• Input material:
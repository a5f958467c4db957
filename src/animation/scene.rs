use std::collections::BTreeMap;

use crate::{
    animation::{
        ease::Ease,
        lerp::Lerp,
        transition::{PropertyKind, PropertyValue, TransitionRequest, read_property, write_property},
    },
    model::shapes::{ShapeSet, ShapeSlot},
};

#[derive(Clone, Copy, Debug)]
struct Track {
    from: PropertyValue,
    to: PropertyValue,
    start: f64,
    duration: f64,
    ease: Ease,
}

impl Track {
    fn sample(&self, clock: f64) -> PropertyValue {
        let t = ((clock - self.start) / self.duration).clamp(0.0, 1.0);
        PropertyValue::lerp(&self.from, &self.to, self.ease.apply(t))
    }

    fn finished(&self, clock: f64) -> bool {
        clock >= self.start + self.duration
    }
}

/// Displayed state of a shape set plus its in-flight property transitions.
///
/// The scene keeps two layers: the model (every request's target, applied immediately) and
/// one track per `(slot, property)` that is still moving toward its target. A request for a
/// property that is already moving restarts from the value visible at the current clock, so
/// the latest request always wins.
#[derive(Clone, Debug, Default)]
pub struct AnimatedScene {
    model: ShapeSet,
    tracks: BTreeMap<(ShapeSlot, PropertyKind), Track>,
    clock: f64,
}

impl AnimatedScene {
    pub fn new(shapes: ShapeSet) -> Self {
        Self {
            model: shapes,
            tracks: BTreeMap::new(),
            clock: 0.0,
        }
    }

    /// Replace everything at once, dropping in-flight transitions.
    pub fn replace(&mut self, shapes: ShapeSet) {
        self.model = shapes;
        self.tracks.clear();
    }

    /// Start a transition. Returns `false` when the slot does not exist in the scene.
    pub fn request(&mut self, req: &TransitionRequest) -> bool {
        let kind = req.target.kind();
        let Some(from) = self.displayed(req.slot, kind) else {
            return false;
        };
        if !write_property(&mut self.model, req.slot, req.target) {
            return false;
        }

        if req.duration.is_finite() && req.duration > 0.0 && from != req.target {
            self.tracks.insert(
                (req.slot, kind),
                Track {
                    from,
                    to: req.target,
                    start: self.clock,
                    duration: req.duration,
                    ease: req.ease,
                },
            );
        } else {
            self.tracks.remove(&(req.slot, kind));
        }
        true
    }

    /// Move the clock forward by `dt` seconds and retire finished tracks.
    ///
    /// Returns whether anything is still animating.
    pub fn advance(&mut self, dt: f64) -> bool {
        if dt.is_finite() && dt > 0.0 {
            self.clock += dt;
        }
        let clock = self.clock;
        self.tracks.retain(|_, track| !track.finished(clock));
        self.is_animating()
    }

    pub fn is_animating(&self) -> bool {
        !self.tracks.is_empty()
    }

    /// Seconds elapsed on the scene clock.
    pub fn clock(&self) -> f64 {
        self.clock
    }

    /// Target state, as it will look once every transition completes.
    pub fn model(&self) -> &ShapeSet {
        &self.model
    }

    /// State visible at the current clock.
    pub fn sample(&self) -> ShapeSet {
        let mut out = self.model.clone();
        for (&(slot, _), track) in &self.tracks {
            write_property(&mut out, slot, track.sample(self.clock));
        }
        out
    }

    fn displayed(&self, slot: ShapeSlot, kind: PropertyKind) -> Option<PropertyValue> {
        match self.tracks.get(&(slot, kind)) {
            Some(track) => Some(track.sample(self.clock)),
            None => read_property(&self.model, slot, kind),
        }
    }
}

#[cfg(test)]
#[path = "../../tests/unit/animation/scene.rs"]
mod tests;
use super::*;

#[test]
fn container_floors_bad_extents() {
    let c = Container::new(-4.0, f64::NAN);
    assert_eq!(c.width, 0.0);
    assert_eq!(c.height, 0.0);
    assert_eq!(Container::new(100.0, 20.0).mid_y(), 10.0);
}

#[test]
fn with_alpha_replaces_rather_than_multiplies() {
    let half = Rgba8::new(10, 20, 30, 128);
    assert_eq!(half.with_alpha(1.0).a, 255);
    assert_eq!(half.with_alpha(0.3).a, 77);
    assert_eq!(half.with_alpha(2.0).a, 255);
    assert_eq!(half.with_alpha(-1.0).a, 0);
    assert_eq!(half.with_alpha(0.3).r, 10);
}

#[test]
fn parse_hex_accepts_short_long_and_alpha_forms() {
    assert_eq!(
        Rgba8::parse_hex("#f0a").unwrap(),
        Rgba8::new(255, 0, 170, 255)
    );
    assert_eq!(
        Rgba8::parse_hex("ff3366").unwrap(),
        Rgba8::new(255, 51, 102, 255)
    );
    assert_eq!(
        Rgba8::parse_hex("#ff336680").unwrap(),
        Rgba8::new(255, 51, 102, 128)
    );
}

#[test]
fn parse_hex_rejects_garbage() {
    assert!(Rgba8::parse_hex("#12").is_err());
    assert!(Rgba8::parse_hex("#gg0000").is_err());
    assert!(Rgba8::parse_hex("").is_err());
}

#[test]
fn premul_scales_channels_by_alpha() {
    assert_eq!(Rgba8::new(255, 255, 255, 0).to_premul(), [0, 0, 0, 0]);
    assert_eq!(Rgba8::new(200, 100, 0, 255).to_premul(), [200, 100, 0, 255]);
    assert_eq!(Rgba8::new(255, 0, 0, 128).to_premul(), [128, 0, 0, 128]);
}
pub(crate) mod control;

• What you need to do: Restate the entries. Match them exactly.

• Written response:
repository a5f958467c4db957
filename src/animation/scene.rs
use std::collections::BTreeMap;

use crate::{
    animation::{
        ease::Ease,
        lerp::Lerp,
        transition::{PropertyKind, PropertyValue, TransitionRequest, read_property, write_property},
    },
    model::shapes::{ShapeSet, ShapeSlot},
};

#[derive(Clone, Copy, Debug)]
struct Track {
    from: PropertyValue,
    to: PropertyValue,
    start: f64,
    duration: f64,
    ease: Ease,
}

impl Track {
    fn sample(&self, clock: f64) -> PropertyValue {
        let t = ((clock - self.start) / self.duration).clamp(0.0, 1.0);
        PropertyValue::lerp(&self.from, &self.to, self.ease.apply(t))
    }

    fn finished(&self, clock: f64) -> bool {
        clock >= self.start + self.duration
    }
}

/// Displayed state of a shape set plus its in-flight property transitions.
///
/// The scene keeps two layers: the model (every request's target, applied immediately) and
/// one track per `(slot, property)` that is still moving toward its target. A request for a
/// property that is already moving restarts from the value visible at the current clock, so
/// the latest request always wins.
#[derive(Clone, Debug, Default)]
pub struct AnimatedScene {
    model: ShapeSet,
    tracks: BTreeMap<(ShapeSlot, PropertyKind), Track>,
    clock: f64,
}

impl AnimatedScene {
    pub fn new(shapes: ShapeSet) -> Self {
        Self {
            model: shapes,
            tracks: BTreeMap::new(),
            clock: 0.0,
        }
    }

    /// Replace everything at once, dropping in-flight transitions.
    pub fn replace(&mut self, shapes: ShapeSet) {
        self.model = shapes;
        self.tracks.clear();
    }

    /// Start a transition. Returns `false` when the slot does not exist in the scene.
    pub fn request(&mut self, req: &TransitionRequest) -> bool {
        let kind = req.target.kind();
        let Some(from) = self.displayed(req.slot, kind) else {
            return false;
        };
        if !write_property(&mut self.model, req.slot, req.target) {
            return false;
        }

        if req.duration.is_finite() && req.duration > 0.0 && from != req.target {
            self.tracks.insert(
                (req.slot, kind),
                Track {
                    from,
                    to: req.target,
                    start: self.clock,
                    duration: req.duration,
                    ease: req.ease,
                },
            );
        } else {
            self.tracks.remove(&(req.slot, kind));
        }
        true
    }

    /// Move the clock forward by `dt` seconds and retire finished tracks.
    ///
    /// Returns whether anything is still animating.
    pub fn advance(&mut self, dt: f64) -> bool {
        if dt.is_finite() && dt > 0.0 {
            self.clock += dt;
        }
        let clock = self.clock;
        self.tracks.retain(|_, track| !track.finished(clock));
        self.is_animating()
    }

    pub fn is_animating(&self) -> bool {
        !self.tracks.is_empty()
    }

    /// Seconds elapsed on the scene clock.
    pub fn clock(&self) -> f64 {
        self.clock
    }

    /// Target state, as it will look once every transition completes.
    pub fn model(&self) -> &ShapeSet {
        &self.model
    }

    /// State visible at the current clock.
    pub fn sample(&self) -> ShapeSet {
        let mut out = self.model.clone();
        for (&(slot, _), track) in &self.tracks {
            write_property(&mut out, slot, track.sample(self.clock));
        }
        out
    }

    fn displayed(&self, slot: ShapeSlot, kind: PropertyKind) -> Option<PropertyValue> {
        match self.tracks.get(&(slot, kind)) {
            Some(track) => Some(track.sample(self.clock)),
            None => read_property(&self.model, slot, kind),
        }
    }
}

#[cfg(test)]
#[path = "../../tests/unit/animation/scene.rs"]
mod tests;
use super::*;

#[test]
fn container_floors_bad_extents() {
    let c = Container::new(-4.0, f64::NAN);
    assert_eq!(c.width, 0.0);
    assert_eq!(c.height, 0.0);
    assert_eq!(Container::new(100.0, 20.0).mid_y(), 10.0);
}

#[test]
fn with_alpha_replaces_rather_than_multiplies() {
    let half = Rgba8::new(10, 20, 30, 128);
    assert_eq!(half.with_alpha(1.0).a, 255);
    assert_eq!(half.with_alpha(0.3).a, 77);
    assert_eq!(half.with_alpha(2.0).a, 255);
    assert_eq!(half.with_alpha(-1.0).a, 0);
    assert_eq!(half.with_alpha(0.3).r, 10);
}

#[test]
fn parse_hex_accepts_short_long_and_alpha_forms() {
    assert_eq!(
        Rgba8::parse_hex("#f0a").unwrap(),
        Rgba8::new(255, 0, 170, 255)
    );
    assert_eq!(
        Rgba8::parse_hex("ff3366").unwrap(),
        Rgba8::new(255, 51, 102, 255)
    );
    assert_eq!(
        Rgba8::parse_hex("#ff336680").unwrap(),
        Rgba8::new(255, 51, 102, 128)
    );
}

#[test]
fn parse_hex_rejects_garbage() {
    assert!(Rgba8::parse_hex("#12").is_err());
    assert!(Rgba8::parse_hex("#gg0000").is_err());
    assert!(Rgba8::parse_hex("").is_err());
}

#[test]
fn premul_scales_channels_by_alpha() {
    assert_eq!(Rgba8::new(255, 255, 255, 0).to_premul(), [0, 0, 0, 0]);
    assert_eq!(Rgba8::new(200, 100, 0, 255).to_premul(), [200, 100, 0, 255]);
    assert_eq!(Rgba8::new(255, 0, 0, 128).to_premul(), [128, 0, 0, 128]);
}
pub(crate) mod control;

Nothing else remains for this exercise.